▶ _What is expected_
Look through the entries below for the string "SegmentationStage", and copy each line where it is found.

▶ _Data for this task_
════════════════

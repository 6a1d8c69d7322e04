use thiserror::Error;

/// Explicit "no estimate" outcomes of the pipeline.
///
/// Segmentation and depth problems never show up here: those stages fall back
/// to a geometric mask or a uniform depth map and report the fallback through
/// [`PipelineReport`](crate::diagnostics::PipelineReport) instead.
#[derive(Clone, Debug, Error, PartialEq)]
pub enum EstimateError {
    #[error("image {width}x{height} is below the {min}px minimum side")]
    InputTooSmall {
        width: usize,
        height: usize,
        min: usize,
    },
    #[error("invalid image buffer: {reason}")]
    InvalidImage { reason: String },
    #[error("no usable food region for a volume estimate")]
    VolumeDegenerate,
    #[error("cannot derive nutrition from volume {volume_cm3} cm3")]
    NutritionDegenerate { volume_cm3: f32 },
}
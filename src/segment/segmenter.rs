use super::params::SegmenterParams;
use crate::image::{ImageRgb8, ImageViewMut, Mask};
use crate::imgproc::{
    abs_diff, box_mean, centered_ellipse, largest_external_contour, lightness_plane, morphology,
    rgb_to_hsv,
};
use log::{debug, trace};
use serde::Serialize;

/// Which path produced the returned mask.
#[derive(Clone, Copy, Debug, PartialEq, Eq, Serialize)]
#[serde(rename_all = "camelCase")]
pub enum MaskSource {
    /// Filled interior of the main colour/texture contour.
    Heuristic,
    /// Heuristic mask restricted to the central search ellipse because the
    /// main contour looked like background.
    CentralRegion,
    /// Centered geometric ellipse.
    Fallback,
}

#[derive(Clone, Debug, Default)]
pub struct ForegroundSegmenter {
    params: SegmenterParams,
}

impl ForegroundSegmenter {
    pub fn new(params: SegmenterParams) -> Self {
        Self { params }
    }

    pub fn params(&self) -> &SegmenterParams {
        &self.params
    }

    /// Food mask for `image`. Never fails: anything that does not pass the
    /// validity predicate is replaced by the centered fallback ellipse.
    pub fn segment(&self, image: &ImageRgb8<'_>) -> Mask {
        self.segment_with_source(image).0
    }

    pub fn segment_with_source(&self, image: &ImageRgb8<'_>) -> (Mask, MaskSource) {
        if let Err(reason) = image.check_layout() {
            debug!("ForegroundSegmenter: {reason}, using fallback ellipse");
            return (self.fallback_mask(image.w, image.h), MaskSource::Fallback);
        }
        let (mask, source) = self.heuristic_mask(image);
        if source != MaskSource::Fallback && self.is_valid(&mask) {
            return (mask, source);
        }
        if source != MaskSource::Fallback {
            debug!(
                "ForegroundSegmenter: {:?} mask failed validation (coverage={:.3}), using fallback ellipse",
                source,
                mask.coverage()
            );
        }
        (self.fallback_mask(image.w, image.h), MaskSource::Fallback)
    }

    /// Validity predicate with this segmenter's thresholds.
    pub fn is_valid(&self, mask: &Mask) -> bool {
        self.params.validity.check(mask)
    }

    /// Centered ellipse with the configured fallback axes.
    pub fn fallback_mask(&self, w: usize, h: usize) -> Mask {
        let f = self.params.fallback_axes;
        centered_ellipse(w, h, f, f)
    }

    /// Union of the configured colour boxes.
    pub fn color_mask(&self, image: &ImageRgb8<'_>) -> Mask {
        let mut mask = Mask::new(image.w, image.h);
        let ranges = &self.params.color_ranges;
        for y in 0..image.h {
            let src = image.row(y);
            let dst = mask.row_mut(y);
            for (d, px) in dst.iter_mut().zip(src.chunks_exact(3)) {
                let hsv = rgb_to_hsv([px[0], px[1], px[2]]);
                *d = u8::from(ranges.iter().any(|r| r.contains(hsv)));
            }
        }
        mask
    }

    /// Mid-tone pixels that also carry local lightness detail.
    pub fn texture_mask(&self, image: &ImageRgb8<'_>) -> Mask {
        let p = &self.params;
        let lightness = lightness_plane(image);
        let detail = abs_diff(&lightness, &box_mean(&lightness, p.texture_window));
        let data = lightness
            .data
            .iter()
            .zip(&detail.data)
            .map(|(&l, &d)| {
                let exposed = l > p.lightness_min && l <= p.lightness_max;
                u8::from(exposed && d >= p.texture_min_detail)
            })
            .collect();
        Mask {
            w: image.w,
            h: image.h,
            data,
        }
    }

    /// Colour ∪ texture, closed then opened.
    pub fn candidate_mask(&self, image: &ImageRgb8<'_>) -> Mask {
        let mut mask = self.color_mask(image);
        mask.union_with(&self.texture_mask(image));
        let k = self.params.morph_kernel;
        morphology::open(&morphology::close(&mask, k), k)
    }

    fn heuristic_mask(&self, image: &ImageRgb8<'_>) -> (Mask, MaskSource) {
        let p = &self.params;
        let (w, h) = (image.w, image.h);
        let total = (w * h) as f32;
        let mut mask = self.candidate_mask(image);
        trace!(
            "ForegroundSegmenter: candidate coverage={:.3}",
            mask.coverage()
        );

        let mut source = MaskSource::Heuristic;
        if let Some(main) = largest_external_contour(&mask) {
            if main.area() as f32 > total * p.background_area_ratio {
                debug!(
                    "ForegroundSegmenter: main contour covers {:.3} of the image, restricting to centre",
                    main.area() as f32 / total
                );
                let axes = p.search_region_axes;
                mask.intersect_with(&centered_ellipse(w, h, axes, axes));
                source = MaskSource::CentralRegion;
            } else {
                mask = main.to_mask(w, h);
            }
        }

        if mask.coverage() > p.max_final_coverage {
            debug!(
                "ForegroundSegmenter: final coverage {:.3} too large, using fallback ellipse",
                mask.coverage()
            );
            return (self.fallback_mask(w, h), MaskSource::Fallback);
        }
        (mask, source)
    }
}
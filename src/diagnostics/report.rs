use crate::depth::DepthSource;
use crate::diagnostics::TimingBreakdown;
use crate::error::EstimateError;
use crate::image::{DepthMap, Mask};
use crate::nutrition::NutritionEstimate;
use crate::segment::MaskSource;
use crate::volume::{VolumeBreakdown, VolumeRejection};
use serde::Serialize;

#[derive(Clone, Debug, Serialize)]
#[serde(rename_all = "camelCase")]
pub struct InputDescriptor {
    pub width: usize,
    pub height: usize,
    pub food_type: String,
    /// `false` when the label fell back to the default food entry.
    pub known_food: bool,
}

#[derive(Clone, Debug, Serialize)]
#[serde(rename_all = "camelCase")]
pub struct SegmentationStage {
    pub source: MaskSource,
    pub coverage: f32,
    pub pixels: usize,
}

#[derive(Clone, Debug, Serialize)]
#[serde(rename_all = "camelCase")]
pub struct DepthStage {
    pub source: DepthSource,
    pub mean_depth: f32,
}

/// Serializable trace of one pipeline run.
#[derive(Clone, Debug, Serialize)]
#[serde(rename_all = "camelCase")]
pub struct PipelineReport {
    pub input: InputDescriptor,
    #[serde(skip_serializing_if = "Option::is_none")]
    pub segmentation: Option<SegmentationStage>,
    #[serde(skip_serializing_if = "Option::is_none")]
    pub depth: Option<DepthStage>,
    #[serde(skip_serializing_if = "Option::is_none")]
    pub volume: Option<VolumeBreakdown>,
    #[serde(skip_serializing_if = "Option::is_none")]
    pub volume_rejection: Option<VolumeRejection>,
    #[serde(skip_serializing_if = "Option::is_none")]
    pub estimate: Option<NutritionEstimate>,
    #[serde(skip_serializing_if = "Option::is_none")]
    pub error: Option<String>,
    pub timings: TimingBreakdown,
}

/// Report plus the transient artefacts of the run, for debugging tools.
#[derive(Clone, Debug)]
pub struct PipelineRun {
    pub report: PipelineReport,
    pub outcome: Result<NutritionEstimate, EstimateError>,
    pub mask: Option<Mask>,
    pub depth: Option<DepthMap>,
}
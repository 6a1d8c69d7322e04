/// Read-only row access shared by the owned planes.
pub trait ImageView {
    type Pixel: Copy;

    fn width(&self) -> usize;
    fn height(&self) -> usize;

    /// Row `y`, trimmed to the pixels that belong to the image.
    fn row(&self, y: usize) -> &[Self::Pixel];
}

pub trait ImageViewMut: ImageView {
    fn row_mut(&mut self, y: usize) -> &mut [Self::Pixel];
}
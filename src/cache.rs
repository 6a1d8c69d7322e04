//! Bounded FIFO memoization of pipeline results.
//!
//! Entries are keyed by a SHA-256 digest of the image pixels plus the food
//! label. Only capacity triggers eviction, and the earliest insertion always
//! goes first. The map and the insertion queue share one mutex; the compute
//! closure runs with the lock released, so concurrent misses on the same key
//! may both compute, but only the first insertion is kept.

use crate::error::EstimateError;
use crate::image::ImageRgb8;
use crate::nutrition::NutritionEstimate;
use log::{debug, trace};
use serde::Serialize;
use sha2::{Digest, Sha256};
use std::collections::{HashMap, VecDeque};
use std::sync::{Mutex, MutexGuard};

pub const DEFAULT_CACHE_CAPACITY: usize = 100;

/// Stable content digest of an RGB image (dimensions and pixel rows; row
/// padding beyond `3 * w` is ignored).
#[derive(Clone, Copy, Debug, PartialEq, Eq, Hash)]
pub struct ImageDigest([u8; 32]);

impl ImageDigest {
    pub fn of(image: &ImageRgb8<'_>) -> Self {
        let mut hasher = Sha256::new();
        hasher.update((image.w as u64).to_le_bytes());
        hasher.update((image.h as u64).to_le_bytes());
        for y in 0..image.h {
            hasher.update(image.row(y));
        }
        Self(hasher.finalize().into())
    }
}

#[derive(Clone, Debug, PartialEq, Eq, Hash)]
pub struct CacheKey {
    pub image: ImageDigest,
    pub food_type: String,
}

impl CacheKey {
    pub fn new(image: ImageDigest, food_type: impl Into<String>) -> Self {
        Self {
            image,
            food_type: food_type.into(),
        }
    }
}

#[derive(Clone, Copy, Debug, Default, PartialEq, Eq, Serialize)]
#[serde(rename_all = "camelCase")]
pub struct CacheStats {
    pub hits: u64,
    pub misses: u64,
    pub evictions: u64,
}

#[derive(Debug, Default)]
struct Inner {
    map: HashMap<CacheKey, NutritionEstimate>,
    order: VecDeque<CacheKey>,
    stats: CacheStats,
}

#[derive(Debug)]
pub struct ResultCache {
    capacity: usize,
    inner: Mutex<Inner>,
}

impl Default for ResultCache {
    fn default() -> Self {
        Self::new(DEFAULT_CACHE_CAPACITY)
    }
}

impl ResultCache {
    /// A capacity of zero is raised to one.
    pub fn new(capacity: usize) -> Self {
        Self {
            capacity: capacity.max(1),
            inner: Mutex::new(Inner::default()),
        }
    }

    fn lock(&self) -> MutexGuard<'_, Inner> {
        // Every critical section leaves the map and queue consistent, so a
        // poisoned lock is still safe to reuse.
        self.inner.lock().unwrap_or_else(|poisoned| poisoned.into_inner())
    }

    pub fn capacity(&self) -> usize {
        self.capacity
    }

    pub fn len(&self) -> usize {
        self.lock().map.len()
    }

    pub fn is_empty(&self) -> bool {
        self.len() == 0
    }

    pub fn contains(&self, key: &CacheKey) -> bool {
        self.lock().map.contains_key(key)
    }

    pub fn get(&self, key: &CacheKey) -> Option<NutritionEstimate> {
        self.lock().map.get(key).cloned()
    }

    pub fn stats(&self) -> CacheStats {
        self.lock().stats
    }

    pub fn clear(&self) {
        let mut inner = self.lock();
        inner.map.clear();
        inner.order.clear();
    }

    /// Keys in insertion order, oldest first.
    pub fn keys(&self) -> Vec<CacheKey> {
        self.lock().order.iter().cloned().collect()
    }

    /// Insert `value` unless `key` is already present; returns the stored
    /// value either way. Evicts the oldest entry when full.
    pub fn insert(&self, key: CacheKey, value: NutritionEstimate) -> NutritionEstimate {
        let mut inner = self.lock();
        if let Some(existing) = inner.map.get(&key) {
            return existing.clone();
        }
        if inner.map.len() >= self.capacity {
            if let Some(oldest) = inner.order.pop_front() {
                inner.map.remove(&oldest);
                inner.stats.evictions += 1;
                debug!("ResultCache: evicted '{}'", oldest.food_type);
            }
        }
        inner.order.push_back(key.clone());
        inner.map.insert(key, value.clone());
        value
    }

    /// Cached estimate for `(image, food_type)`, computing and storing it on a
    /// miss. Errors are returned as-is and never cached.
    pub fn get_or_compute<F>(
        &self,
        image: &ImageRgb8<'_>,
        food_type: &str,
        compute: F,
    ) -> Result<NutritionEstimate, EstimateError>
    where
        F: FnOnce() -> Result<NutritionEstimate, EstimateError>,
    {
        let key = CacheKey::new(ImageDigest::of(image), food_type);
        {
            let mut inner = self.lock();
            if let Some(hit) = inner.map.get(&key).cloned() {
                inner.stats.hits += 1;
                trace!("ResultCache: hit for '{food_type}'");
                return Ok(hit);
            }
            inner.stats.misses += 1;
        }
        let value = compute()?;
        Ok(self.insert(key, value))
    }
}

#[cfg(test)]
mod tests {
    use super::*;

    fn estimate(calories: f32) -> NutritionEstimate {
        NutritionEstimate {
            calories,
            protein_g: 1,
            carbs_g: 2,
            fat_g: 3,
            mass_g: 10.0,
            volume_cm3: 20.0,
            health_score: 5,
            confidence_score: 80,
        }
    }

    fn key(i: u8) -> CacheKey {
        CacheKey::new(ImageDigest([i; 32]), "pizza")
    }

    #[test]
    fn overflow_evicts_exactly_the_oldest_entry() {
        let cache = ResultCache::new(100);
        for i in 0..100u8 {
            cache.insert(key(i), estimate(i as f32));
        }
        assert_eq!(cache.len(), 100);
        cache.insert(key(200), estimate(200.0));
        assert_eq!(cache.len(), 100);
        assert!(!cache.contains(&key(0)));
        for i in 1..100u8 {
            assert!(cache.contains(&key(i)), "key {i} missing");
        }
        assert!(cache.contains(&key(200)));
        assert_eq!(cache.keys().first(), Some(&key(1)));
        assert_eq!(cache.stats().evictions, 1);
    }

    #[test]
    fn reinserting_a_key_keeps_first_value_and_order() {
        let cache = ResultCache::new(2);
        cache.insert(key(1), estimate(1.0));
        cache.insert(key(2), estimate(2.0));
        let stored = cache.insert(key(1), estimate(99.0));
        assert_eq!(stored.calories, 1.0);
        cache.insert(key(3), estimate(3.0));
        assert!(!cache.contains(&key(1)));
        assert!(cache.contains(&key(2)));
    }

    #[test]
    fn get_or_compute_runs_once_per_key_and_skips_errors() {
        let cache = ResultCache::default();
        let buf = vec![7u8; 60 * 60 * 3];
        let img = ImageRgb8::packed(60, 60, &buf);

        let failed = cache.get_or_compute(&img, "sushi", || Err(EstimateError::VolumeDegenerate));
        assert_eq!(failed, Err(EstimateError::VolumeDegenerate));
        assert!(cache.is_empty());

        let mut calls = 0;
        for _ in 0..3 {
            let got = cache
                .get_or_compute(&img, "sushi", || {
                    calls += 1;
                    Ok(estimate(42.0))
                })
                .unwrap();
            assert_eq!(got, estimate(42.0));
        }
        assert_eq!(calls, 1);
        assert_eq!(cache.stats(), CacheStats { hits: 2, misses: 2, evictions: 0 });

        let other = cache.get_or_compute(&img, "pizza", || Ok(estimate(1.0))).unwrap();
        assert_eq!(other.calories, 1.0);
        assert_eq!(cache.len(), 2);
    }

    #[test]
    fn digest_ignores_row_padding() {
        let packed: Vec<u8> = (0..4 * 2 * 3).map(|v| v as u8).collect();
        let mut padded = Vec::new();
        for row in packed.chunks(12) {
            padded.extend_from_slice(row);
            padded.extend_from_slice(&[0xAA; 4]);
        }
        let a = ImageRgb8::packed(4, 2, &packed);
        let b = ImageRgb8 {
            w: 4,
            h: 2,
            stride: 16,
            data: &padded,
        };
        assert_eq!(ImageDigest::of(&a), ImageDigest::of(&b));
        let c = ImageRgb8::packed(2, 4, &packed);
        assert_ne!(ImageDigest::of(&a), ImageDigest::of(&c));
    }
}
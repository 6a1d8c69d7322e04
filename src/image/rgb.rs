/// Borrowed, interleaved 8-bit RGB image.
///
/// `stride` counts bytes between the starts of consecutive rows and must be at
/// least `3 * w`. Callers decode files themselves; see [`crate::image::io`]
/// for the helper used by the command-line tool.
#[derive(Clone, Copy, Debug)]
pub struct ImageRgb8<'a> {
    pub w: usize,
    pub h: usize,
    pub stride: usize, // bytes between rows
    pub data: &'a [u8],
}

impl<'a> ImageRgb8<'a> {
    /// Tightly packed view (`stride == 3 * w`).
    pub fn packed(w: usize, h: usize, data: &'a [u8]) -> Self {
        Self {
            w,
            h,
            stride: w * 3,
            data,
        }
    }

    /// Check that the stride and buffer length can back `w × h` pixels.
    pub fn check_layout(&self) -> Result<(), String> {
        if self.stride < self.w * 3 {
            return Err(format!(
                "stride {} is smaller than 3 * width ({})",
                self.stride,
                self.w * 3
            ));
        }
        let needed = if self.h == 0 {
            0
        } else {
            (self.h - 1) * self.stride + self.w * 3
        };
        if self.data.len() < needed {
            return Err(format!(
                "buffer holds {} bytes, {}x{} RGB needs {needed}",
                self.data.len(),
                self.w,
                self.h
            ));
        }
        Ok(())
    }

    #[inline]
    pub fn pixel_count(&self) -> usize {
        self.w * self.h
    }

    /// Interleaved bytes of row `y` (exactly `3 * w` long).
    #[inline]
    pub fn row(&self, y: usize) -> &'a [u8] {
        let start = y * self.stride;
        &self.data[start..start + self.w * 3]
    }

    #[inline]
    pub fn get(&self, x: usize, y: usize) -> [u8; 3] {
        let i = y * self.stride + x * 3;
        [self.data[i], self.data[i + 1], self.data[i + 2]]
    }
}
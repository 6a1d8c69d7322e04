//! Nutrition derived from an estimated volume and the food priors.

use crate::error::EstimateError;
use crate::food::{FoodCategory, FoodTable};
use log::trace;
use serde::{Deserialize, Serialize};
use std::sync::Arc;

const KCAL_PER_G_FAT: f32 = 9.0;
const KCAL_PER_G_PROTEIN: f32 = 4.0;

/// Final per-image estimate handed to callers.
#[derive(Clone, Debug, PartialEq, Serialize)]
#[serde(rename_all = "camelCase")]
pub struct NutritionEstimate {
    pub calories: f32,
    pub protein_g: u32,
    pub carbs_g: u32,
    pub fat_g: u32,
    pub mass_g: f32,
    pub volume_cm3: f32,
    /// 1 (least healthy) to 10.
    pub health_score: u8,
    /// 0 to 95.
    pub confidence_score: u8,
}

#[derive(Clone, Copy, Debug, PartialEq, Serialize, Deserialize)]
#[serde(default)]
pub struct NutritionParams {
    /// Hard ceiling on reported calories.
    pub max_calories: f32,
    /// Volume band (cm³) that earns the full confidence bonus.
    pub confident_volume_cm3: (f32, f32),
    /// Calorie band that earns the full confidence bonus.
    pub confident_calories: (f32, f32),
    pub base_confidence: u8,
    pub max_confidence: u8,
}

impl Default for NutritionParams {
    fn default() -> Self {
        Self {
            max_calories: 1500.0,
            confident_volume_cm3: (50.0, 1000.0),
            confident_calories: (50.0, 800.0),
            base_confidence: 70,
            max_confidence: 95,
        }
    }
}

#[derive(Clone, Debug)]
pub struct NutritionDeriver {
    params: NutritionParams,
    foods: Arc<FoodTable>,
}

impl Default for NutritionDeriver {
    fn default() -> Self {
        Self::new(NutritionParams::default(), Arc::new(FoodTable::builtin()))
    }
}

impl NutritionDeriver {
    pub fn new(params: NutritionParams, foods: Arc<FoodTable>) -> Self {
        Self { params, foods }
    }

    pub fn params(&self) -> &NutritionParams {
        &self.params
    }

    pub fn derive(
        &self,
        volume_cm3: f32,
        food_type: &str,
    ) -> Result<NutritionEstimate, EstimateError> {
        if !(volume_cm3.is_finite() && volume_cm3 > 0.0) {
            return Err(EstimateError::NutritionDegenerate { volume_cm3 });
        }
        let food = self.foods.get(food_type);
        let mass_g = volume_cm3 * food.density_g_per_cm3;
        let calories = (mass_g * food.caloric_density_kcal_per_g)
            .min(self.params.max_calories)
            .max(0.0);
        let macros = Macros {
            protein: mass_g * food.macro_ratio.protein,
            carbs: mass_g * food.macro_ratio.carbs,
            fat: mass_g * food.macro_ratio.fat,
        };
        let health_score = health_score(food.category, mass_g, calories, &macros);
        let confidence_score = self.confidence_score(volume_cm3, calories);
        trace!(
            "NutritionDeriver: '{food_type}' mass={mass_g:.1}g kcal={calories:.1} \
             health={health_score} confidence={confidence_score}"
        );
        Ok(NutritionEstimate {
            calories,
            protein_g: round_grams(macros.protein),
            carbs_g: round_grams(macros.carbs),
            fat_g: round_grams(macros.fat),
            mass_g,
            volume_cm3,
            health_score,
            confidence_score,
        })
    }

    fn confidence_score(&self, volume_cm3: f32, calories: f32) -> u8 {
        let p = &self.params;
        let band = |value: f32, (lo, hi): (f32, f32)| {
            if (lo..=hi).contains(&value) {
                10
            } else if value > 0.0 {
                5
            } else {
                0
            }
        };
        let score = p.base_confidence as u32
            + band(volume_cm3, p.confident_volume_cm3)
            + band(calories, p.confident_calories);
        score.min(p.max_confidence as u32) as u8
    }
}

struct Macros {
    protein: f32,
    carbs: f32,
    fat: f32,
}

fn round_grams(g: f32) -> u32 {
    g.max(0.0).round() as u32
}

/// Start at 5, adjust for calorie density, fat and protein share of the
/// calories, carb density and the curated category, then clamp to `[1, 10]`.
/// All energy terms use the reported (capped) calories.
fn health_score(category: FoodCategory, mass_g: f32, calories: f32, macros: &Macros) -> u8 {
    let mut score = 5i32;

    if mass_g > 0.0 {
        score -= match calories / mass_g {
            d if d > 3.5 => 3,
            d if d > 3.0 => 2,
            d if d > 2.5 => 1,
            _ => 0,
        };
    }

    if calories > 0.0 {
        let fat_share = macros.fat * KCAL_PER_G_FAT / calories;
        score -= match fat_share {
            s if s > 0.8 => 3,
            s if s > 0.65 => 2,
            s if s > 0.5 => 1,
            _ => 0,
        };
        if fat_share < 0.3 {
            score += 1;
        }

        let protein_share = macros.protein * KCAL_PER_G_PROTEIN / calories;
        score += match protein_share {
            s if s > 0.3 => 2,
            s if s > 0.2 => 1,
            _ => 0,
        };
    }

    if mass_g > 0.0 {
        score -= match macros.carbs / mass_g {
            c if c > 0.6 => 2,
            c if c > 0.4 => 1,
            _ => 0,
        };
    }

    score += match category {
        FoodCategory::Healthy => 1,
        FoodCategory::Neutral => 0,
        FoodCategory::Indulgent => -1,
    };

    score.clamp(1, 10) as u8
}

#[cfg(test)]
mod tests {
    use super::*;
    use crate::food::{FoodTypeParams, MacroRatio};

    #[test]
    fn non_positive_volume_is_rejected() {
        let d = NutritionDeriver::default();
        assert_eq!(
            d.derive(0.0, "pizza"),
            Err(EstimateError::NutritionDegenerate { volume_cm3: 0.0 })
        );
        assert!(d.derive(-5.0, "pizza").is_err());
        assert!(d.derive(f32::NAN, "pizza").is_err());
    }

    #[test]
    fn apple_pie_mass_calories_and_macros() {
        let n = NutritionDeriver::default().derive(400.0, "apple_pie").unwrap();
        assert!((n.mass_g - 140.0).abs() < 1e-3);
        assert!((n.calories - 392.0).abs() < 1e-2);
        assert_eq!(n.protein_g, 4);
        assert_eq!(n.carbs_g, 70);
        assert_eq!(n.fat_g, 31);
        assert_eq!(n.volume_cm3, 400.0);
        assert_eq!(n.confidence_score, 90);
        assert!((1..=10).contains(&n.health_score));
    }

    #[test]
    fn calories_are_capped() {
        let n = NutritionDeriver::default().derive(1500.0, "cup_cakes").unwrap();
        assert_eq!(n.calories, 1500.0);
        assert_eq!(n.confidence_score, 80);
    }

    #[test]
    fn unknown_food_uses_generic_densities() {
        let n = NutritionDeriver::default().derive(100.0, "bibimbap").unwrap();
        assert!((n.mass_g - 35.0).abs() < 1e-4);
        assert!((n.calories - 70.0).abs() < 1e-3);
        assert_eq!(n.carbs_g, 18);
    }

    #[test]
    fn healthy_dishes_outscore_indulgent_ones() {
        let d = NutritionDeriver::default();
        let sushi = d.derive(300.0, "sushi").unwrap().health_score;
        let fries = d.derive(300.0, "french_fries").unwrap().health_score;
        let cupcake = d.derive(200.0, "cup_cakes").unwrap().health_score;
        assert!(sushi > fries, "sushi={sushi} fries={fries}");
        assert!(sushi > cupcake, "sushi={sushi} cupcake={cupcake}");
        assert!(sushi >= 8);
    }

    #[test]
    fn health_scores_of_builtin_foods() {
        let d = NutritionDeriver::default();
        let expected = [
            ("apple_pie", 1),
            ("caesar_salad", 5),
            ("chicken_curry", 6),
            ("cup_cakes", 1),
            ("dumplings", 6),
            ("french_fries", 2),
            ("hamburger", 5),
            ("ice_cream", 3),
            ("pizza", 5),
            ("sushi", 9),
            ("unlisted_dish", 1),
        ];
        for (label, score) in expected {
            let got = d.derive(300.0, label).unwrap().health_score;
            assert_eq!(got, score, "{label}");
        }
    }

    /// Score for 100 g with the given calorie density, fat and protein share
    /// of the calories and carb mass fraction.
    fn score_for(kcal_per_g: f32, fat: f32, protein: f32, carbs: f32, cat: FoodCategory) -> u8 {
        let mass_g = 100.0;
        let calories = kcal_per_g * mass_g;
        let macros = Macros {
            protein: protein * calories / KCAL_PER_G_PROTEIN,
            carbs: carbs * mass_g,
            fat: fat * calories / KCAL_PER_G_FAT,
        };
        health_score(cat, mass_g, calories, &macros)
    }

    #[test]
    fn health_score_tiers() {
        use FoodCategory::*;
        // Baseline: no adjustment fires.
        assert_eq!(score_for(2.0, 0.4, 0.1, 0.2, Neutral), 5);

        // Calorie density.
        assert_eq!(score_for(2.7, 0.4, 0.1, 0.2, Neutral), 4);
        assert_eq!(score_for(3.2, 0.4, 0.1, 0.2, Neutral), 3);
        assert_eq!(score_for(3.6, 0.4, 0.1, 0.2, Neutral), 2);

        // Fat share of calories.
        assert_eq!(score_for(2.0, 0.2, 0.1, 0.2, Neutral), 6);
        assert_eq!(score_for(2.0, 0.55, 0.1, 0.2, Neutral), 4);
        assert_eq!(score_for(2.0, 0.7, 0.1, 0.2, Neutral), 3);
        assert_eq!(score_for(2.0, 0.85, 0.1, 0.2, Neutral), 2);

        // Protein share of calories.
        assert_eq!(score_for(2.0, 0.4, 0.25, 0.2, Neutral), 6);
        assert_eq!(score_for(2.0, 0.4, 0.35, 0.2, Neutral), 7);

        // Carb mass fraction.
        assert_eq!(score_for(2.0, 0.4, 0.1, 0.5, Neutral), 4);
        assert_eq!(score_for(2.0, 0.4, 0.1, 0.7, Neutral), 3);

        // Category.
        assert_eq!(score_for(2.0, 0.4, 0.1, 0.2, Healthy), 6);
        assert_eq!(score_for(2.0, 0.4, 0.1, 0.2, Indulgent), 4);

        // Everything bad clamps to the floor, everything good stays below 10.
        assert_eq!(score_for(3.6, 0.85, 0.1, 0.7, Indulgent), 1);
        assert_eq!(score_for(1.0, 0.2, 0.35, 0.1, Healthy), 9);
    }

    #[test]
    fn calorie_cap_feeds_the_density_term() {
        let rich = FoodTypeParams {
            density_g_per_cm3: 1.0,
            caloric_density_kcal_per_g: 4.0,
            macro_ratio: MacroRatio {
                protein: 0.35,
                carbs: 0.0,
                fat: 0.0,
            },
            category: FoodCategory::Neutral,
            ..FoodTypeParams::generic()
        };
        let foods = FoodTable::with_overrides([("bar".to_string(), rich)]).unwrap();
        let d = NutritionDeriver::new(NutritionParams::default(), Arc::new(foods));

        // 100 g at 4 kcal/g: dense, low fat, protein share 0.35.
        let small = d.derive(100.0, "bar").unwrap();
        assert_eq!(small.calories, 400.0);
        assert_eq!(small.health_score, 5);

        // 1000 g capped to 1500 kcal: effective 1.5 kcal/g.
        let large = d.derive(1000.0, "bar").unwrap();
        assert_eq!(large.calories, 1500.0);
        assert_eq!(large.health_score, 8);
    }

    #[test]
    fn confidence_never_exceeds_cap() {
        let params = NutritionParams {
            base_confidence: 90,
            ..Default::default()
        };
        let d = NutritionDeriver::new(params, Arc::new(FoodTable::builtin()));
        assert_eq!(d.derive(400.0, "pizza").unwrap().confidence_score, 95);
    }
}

════════════════

▶ _Answer box_
pub struct SegmentationStage {
    pub segmentation: Option<SegmentationStage>,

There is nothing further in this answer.